● **Directions**:
Which lines of the entries hold the string "title"? Copy each one.

────────────────

//! # Tally - per-key real-time counters
//!
//! Entry point for the counter server.
//!
//! ## Startup
//!
//! 1. **Configuration** - TOML file (optional) overridden by CLI flags
//! 2. **Tracing** - `RUST_LOG` if set, otherwise the configured level
//! 3. **Counter router** - store provider, connection registry, instance gates
//! 4. **Axum API** - REST endpoints and WebSocket streams
//!
//! ## Shutdown
//!
//! Ctrl+C stops accepting connections, drains in-flight requests, then stops
//! every counter instance. Durable state is already committed per mutation.

#![forbid(unsafe_code)]
#![forbid(clippy::unwrap_used)]
#![forbid(clippy::panic)]
#![deny(clippy::expect_used)]

mod cli;
mod config;

use std::time::Instant;

use anyhow::{Context, Result};
use clap::Parser;
use tokio::signal;
use tracing::{error, info};
use tracing_subscriber::{EnvFilter, layer::SubscriberExt, util::SubscriberInitExt};

use tally_objects::CounterRouter;
use tally_web::AppState;

use cli::{Cli, Commands, ServeArgs};
use config::TallyConfig;

#[tokio::main]
async fn main() -> Result<()> {
    let cli = Cli::parse();

    match cli.command {
        Commands::Serve(args) => serve(&args).await,
        Commands::Config { config } => {
            let config = TallyConfig::load(config.as_deref())?;
            print!("{}", config.to_toml_string()?);
            Ok(())
        }
    }
}

async fn serve(args: &ServeArgs) -> Result<()> {
    let start_time = Instant::now();

    let config = TallyConfig::load(args.config.as_deref())?.with_overrides(args);
    init_tracing(&config.log_level);

    info!("Tally starting...");

    let store = config
        .store_config()
        .context("Store configuration is invalid")?;
    info!(url = %store.url, namespace = %store.namespace, "Counter store configured");

    let router_config = config.router_config();
    let router = CounterRouter::new(store, router_config);
    info!(
        hibernate_after = ?router_config.hibernate_after,
        connection_buffer = router_config.connection_buffer,
        "Counter router initialized"
    );

    info!(
        "Tally started in {:?}, serving on {}",
        start_time.elapsed(),
        config.server.bind_address
    );

    tally_web::run_server(config.server, AppState::new(router), wait_for_shutdown())
        .await
        .context("Web server failed")?;

    info!("Tally stopped gracefully");
    Ok(())
}

/// Initialize tracing subscriber with environment filter.
fn init_tracing(level: &str) {
    tracing_subscriber::registry()
        .with(EnvFilter::try_from_default_env().unwrap_or_else(|_| EnvFilter::new(level)))
        .with(tracing_subscriber::fmt::layer())
        .init();
}

/// Wait for shutdown signal (Ctrl+C).
async fn wait_for_shutdown() {
    match signal::ctrl_c().await {
        Ok(()) => info!("Received Ctrl+C, initiating graceful shutdown"),
        Err(err) => error!("Failed to listen for shutdown signal: {}", err),
    }
}
//! Server setup

use std::future::Future;
use std::net::SocketAddr;

use tokio::net::TcpListener;
use tracing::info;

use super::state::AppState;
use super::{Error, ServerConfig, create_app};

/// Run the server until `shutdown` resolves.
///
/// Counter instances are stopped once the listener has drained.
///
/// # Errors
///
/// Returns an error if the address is invalid, the port cannot be bound, or
/// the server fails while running.
pub async fn run_server<F>(config: ServerConfig, state: AppState, shutdown: F) -> Result<(), Error>
where
    F: Future<Output = ()> + Send + 'static,
{
    let addr: SocketAddr = config
        .bind_address
        .parse()
        .map_err(|e: std::net::AddrParseError| Error::InvalidAddress {
            address: config.bind_address.clone(),
            reason: e.to_string(),
        })?;

    let router = state.router.clone();
    let app = create_app(&config, state)?;

    let listener = TcpListener::bind(addr).await?;
    info!("Tally web server listening on {}", addr);

    axum::serve(listener, app)
        .with_graceful_shutdown(shutdown)
        .await?;

    router.shutdown().await;
    info!("Tally web server stopped");
    Ok(())
}

#[cfg(test)]
mod tests {
    use super::*;
    use tally_objects::{CounterRouter, RouterConfig, StoreConfig};

    #[tokio::test]
    async fn test_invalid_bind_address_is_rejected() {
        let config = ServerConfig {
            bind_address: "not-an-address".to_string(),
            ..ServerConfig::default()
        };
        let state = AppState::new(CounterRouter::new(
            StoreConfig::in_memory(),
            RouterConfig::default(),
        ));

        let result = run_server(config, state, async {}).await;
        assert!(matches!(result, Err(Error::InvalidAddress { .. })));
    }
}
//! Health check endpoint: GET /api/health

use super::super::error::Result;
use super::super::state::AppState;
use axum::{extract::State, response::Json};
use serde::Serialize;

/// Health check response
#[derive(Debug, Serialize)]
pub struct HealthResponse {
    status: String,
    version: String,
    live_instances: usize,
    open_stores: usize,
}

/// GET /api/health - Health check endpoint
pub async fn health_check(State(state): State<AppState>) -> Result<Json<HealthResponse>> {
    Ok(Json(HealthResponse {
        status: "ok".to_string(),
        version: env!("CARGO_PKG_VERSION").to_string(),
        live_instances: state.router.live_instances(),
        open_stores: state.router.open_stores(),
    }))
}
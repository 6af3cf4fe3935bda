//! Error handling with RFC 7807 Problem Details for JSON responses

use axum::{
    http::StatusCode,
    response::{IntoResponse, Json, Response},
};
use serde::Serialize;
use tally_objects::CounterError;

pub type Result<T> = std::result::Result<T, AppError>;

/// Application error type
#[derive(Debug, thiserror::Error)]
pub enum AppError {
    #[error("Invalid request: {0}")]
    BadRequest(String),

    #[error("Protocol failure: {0}")]
    Protocol(String),

    #[error("Service unavailable: {0}")]
    ServiceUnavailable(String),

    #[error("Internal server error: {0}")]
    Internal(String),
}

impl AppError {
    pub const fn status_code(&self) -> StatusCode {
        match self {
            Self::BadRequest(_) | Self::Protocol(_) => StatusCode::BAD_REQUEST,
            Self::ServiceUnavailable(_) => StatusCode::SERVICE_UNAVAILABLE,
            Self::Internal(_) => StatusCode::INTERNAL_SERVER_ERROR,
        }
    }
}

impl From<CounterError> for AppError {
    fn from(err: CounterError) -> Self {
        match err {
            CounterError::InvalidKey(_) => Self::BadRequest(err.to_string()),
            CounterError::StorageFailure { .. } => Self::Internal(err.to_string()),
            CounterError::MigrationFailed { .. }
            | CounterError::ActorUnavailable { .. }
            | CounterError::ConnectionClosed { .. } => Self::ServiceUnavailable(err.to_string()),
        }
    }
}

impl From<tally_core::Error> for AppError {
    fn from(err: tally_core::Error) -> Self {
        Self::BadRequest(err.to_string())
    }
}

/// RFC 7807 Problem Details for HTTP APIs
#[derive(Serialize)]
pub struct ErrorResponse {
    #[serde(rename = "type")]
    problem_type: Option<String>,
    title: String,
    status: u16,
    detail: String,
}

impl ErrorResponse {
    pub fn new(status: StatusCode, title: impl Into<String>, detail: impl Into<String>) -> Self {
        Self {
            problem_type: None,
            title: title.into(),
            status: status.as_u16(),
            detail: detail.into(),
        }
    }

    pub fn from_error(err: &AppError) -> Self {
        let status = err.status_code();
        let title = status
            .canonical_reason()
            .map_or_else(|| "Error".to_string(), ToString::to_string);

        Self::new(status, title, err.to_string())
    }
}

impl IntoResponse for AppError {
    fn into_response(self) -> Response {
        let status = self.status_code();
        let response = ErrorResponse::from_error(&self);
        (status, Json(response)).into_response()
    }
}

#[cfg(test)]
mod tests {
    use super::*;

    #[test]
    fn test_counter_errors_map_to_status() {
        let cases = [
            (CounterError::InvalidKey("bad".into()), StatusCode::BAD_REQUEST),
            (
                CounterError::StorageFailure {
                    key: "k".into(),
                    reason: "disk".into(),
                },
                StatusCode::INTERNAL_SERVER_ERROR,
            ),
            (
                CounterError::MigrationFailed {
                    key: "k".into(),
                    reason: "v2".into(),
                },
                StatusCode::SERVICE_UNAVAILABLE,
            ),
            (
                CounterError::ActorUnavailable { key: "k".into() },
                StatusCode::SERVICE_UNAVAILABLE,
            ),
        ];

        for (err, status) in cases {
            assert_eq!(AppError::from(err).status_code(), status);
        }
    }

    #[test]
    fn test_protocol_failure_is_bad_request() {
        let err = AppError::Protocol("not an upgrade".into());
        assert_eq!(err.status_code(), StatusCode::BAD_REQUEST);
    }

    #[test]
    fn test_problem_details_body() -> std::result::Result<(), serde_json::Error> {
        let err = AppError::ServiceUnavailable("migrating".into());
        let body = serde_json::to_value(ErrorResponse::from_error(&err))?;

        assert_eq!(body["status"], 503);
        assert_eq!(body["title"], "Service Unavailable");
        assert!(body["type"].is_null());
        Ok(())
    }
}
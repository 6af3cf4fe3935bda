//! # Tally Objects
//!
//! Per-key counter objects: a durable store per key with versioned schema
//! migrations, a single actor instance per key that serializes every
//! operation, and live fanout of committed counts to streaming clients.

#![forbid(unsafe_code)]
#![forbid(clippy::unwrap_used)]
#![forbid(clippy::panic)]
#![deny(clippy::expect_used)]

/// Counter actors and the key router
pub mod actors;

/// Per-key durable storage (SurrealDB)
pub mod persistence;

/// Instance gate and streaming connection sets
pub mod virtual_objects;

pub use actors::{CounterError, CounterRouter, RouterConfig};
pub use persistence::{MigrationSet, StoreConfig};
pub use tally_core::{CounterKey, UpdateMessage};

────────────────

● **Answer box**:
    title: String,
    pub fn new(status: StatusCode, title: impl Into<String>, detail: impl Into<String>) -> Self {
            title: title.into(),
        let title = status
        Self::new(status, title, err.to_string())
        assert_eq!(body["title"], "Service Unavailable");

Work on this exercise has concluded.